Response rates to direct antiviral agents among hepatitis C virus infected patients who develop hepatocellular carcinoma following direct antiviral agents treatment
Abstract
Aim: Patients with chronic hepatitis C virus (HCV) infection who develop hepatocellular carcinoma (HCC) soon after treatment with direct antiviral agents (DAA) may have been harboring hitherto hidden tumors. If this were true, they should have a lower sustained viral response (SVR) rate, since active HCC hampers DAA efficacy. We aimed to verify this hypothesis.
Methods: We included all patients who attended an HCV clinic, provided that they: (1) had no previous history of HCC; (2) had received at least one DAA dose; and (3) had been followed-up clinically and ultrasonographically for at least six months after concluding DAA.
Results: The study population included n = 789 patients (55% males, median age 62 years). A median of 9.3 months (8.8-11.9) after concluding DAA, n = 19 (2.4%) patients were discovered to harbor HCC. In comparison to all others, patients with HCC were more commonly male (84% vs. 54%, P = 0.009), obese (47% vs. 17%, P = 0.002), and cirrhotic (95% vs. 35%, P < 0.001) and had less commonly achieved an SVR (68% vs. 98%, P < 0.001). Moreover, they had a trend for being less commonly treatment naïve (58% vs. 67%, P = 0.051). Based on multivariate analysis, the independent predictors of HCC were male sex (P = 0.031), cirrhosis (P = 0.004), obesity (P = 0.006), and failure to achieve an SVR (P < 0.001).
Conclusion: Lack of achieving SVR is a strong independent predictor of development of HCC early after treatment of hepatitis C with DAA. Treatment failure should further alert clinicians to the possibility of this dreadful complication.
Keywords
Introduction
Clearance of hepatitis C virus (HCV) infection, a major health problem, is obtainable by treating infected patients with one of several combinations of direct antiviral agents (DAA)[1]. Today, this desirable outcome can be reached so predictably and safely that HCV eradication is considered by many an achievable goal both on a local scale and on a global scale.
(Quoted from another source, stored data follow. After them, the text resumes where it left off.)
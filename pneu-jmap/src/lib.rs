pub mod args;
pub mod error;
pub mod get;
pub mod header_prop;
pub mod import;

pub use args::Args;
pub use error::MethodError;
pub use get::{EmailGet, GetResponse};
pub use header_prop::{HeaderForm, HeaderProperty};
pub use import::{EmailImport, ImportResponse};

/// Server-side ceiling for `maxBodyValueBytes`, and its default.
pub const DEFAULT_MAX_BODY_VALUE_BYTES: usize = 256 * 1024;
/// Target length of the stored preview, in characters.
pub const PREVIEW_LENGTH: usize = 256;

/// Condense decoded body text into a short extract: whitespace runs
/// collapse to single spaces, control characters drop out, and the
/// result is capped at `max_chars` characters.
pub fn extract_preview(text: &str, max_chars: usize) -> String {
    let mut out = String::with_capacity(max_chars.min(text.len()));
    let mut pending_space = false;
    for ch in text.chars() {
        if ch.is_whitespace() {
            pending_space = !out.is_empty();
            continue;
        }
        if ch.is_control() {
            continue;
        }
        if pending_space {
            if out.chars().count() + 1 >= max_chars {
                break;
            }
            out.push(' ');
            pending_space = false;
        }
        if out.chars().count() >= max_chars {
            break;
        }
        out.push(ch);
    }
    out
}

/// Strip tags and resolve the common entities, enough to preview an
/// HTML-only message. Not a sanitizer.
pub fn html_to_text(html: &str) -> String {
    let mut out = String::with_capacity(html.len());
    let mut chars = html.char_indices();
    while let Some((pos, ch)) = chars.next() {
        match ch {
            '<' => {
                if html[pos..].starts_with("<!--") {
                    if let Some(end) = html[pos..].find("-->") {
                        for _ in html[pos + 1..pos + end + 3].chars() {
                            chars.next();
                        }
                        continue;
                    }
                }
                for (_, c) in chars.by_ref() {
                    if c == '>' {
                        break;
                    }
                }
                out.push(' ');
            }
            '&' => {
                let rest = &html[pos..];
                let entity = [
                    ("&amp;", '&'),
                    ("&lt;", '<'),
                    ("&gt;", '>'),
                    ("&quot;", '"'),
                    ("&#39;", '\''),
                    ("&apos;", '\''),
                    ("&nbsp;", ' '),
                ]
                .iter()
                .find(|(name, _)| rest.starts_with(name));
                match entity {
                    Some((name, value)) => {
                        out.push(*value);
                        for _ in name.chars().skip(1) {
                            chars.next();
                        }
                    }
                    None => out.push('&'),
                }
            }
            _ => out.push(ch),
        }
    }
    out
}

#[cfg(test)]
mod tests {
    use super::*;

    #[test]
    fn collapses_whitespace_and_caps_length() {
        assert_eq!(extract_preview("Hello\r\n\r\n  world\t!", 256), "Hello world !");
        assert_eq!(extract_preview("abcdef", 3), "abc");
        assert_eq!(extract_preview("  lead", 256), "lead");
        assert_eq!(extract_preview("", 256), "");
    }

    #[test]
    fn drops_control_characters() {
        assert_eq!(extract_preview("a\u{0}b\u{7}c", 256), "abc");
    }

    #[test]
    fn strips_html() {
        assert_eq!(
            extract_preview(&html_to_text("<p>Hello <b>world</b> &amp; co</p>"), 256),
            "Hello world & co"
        );
        assert_eq!(
            html_to_text("a<!-- <b>ignored</b> -->b"),
            "ab"
        );
    }
}
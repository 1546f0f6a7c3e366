mod base64;
mod quoted_printable;

pub use base64::Base64Decoder;
pub use quoted_printable::QuotedPrintableDecoder;

#[derive(Debug, thiserror::Error)]
#[error("malformed {encoding} content")]
pub struct DecodeError {
    pub encoding: &'static str,
}

impl DecodeError {
    pub(crate) fn base64() -> Self {
        Self { encoding: "base64" }
    }

    pub(crate) fn quoted_printable() -> Self {
        Self {
            encoding: "quoted-printable",
        }
    }
}

/// Incremental transfer-encoding decoder: consumes arbitrary input
/// slices, appends decoded bytes to `out`, and carries any partial
/// quantum across calls so callers can feed reads of any size.
pub trait TransferDecoder: Send {
    fn decode(&mut self, input: &[u8], out: &mut Vec<u8>) -> Result<(), DecodeError>;

    /// Signal end of input; flushes carried state and rejects a payload
    /// cut mid-quantum.
    fn finish(&mut self, out: &mut Vec<u8>) -> Result<(), DecodeError>;
}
Indeed, in 2016, the World Health Organization launched a campaign that - if successful - would eliminate viral hepatitis as a major threat to global health, with substantial economic benefits. Most importantly, putting HCV infection under control would prevent over 1.2 million deaths annually[2]. For sure, DAA treatment allows curing HCV infection in patients with advanced liver disease, including those who had undergone curative treatments for hepatocellular carcinoma (HCC).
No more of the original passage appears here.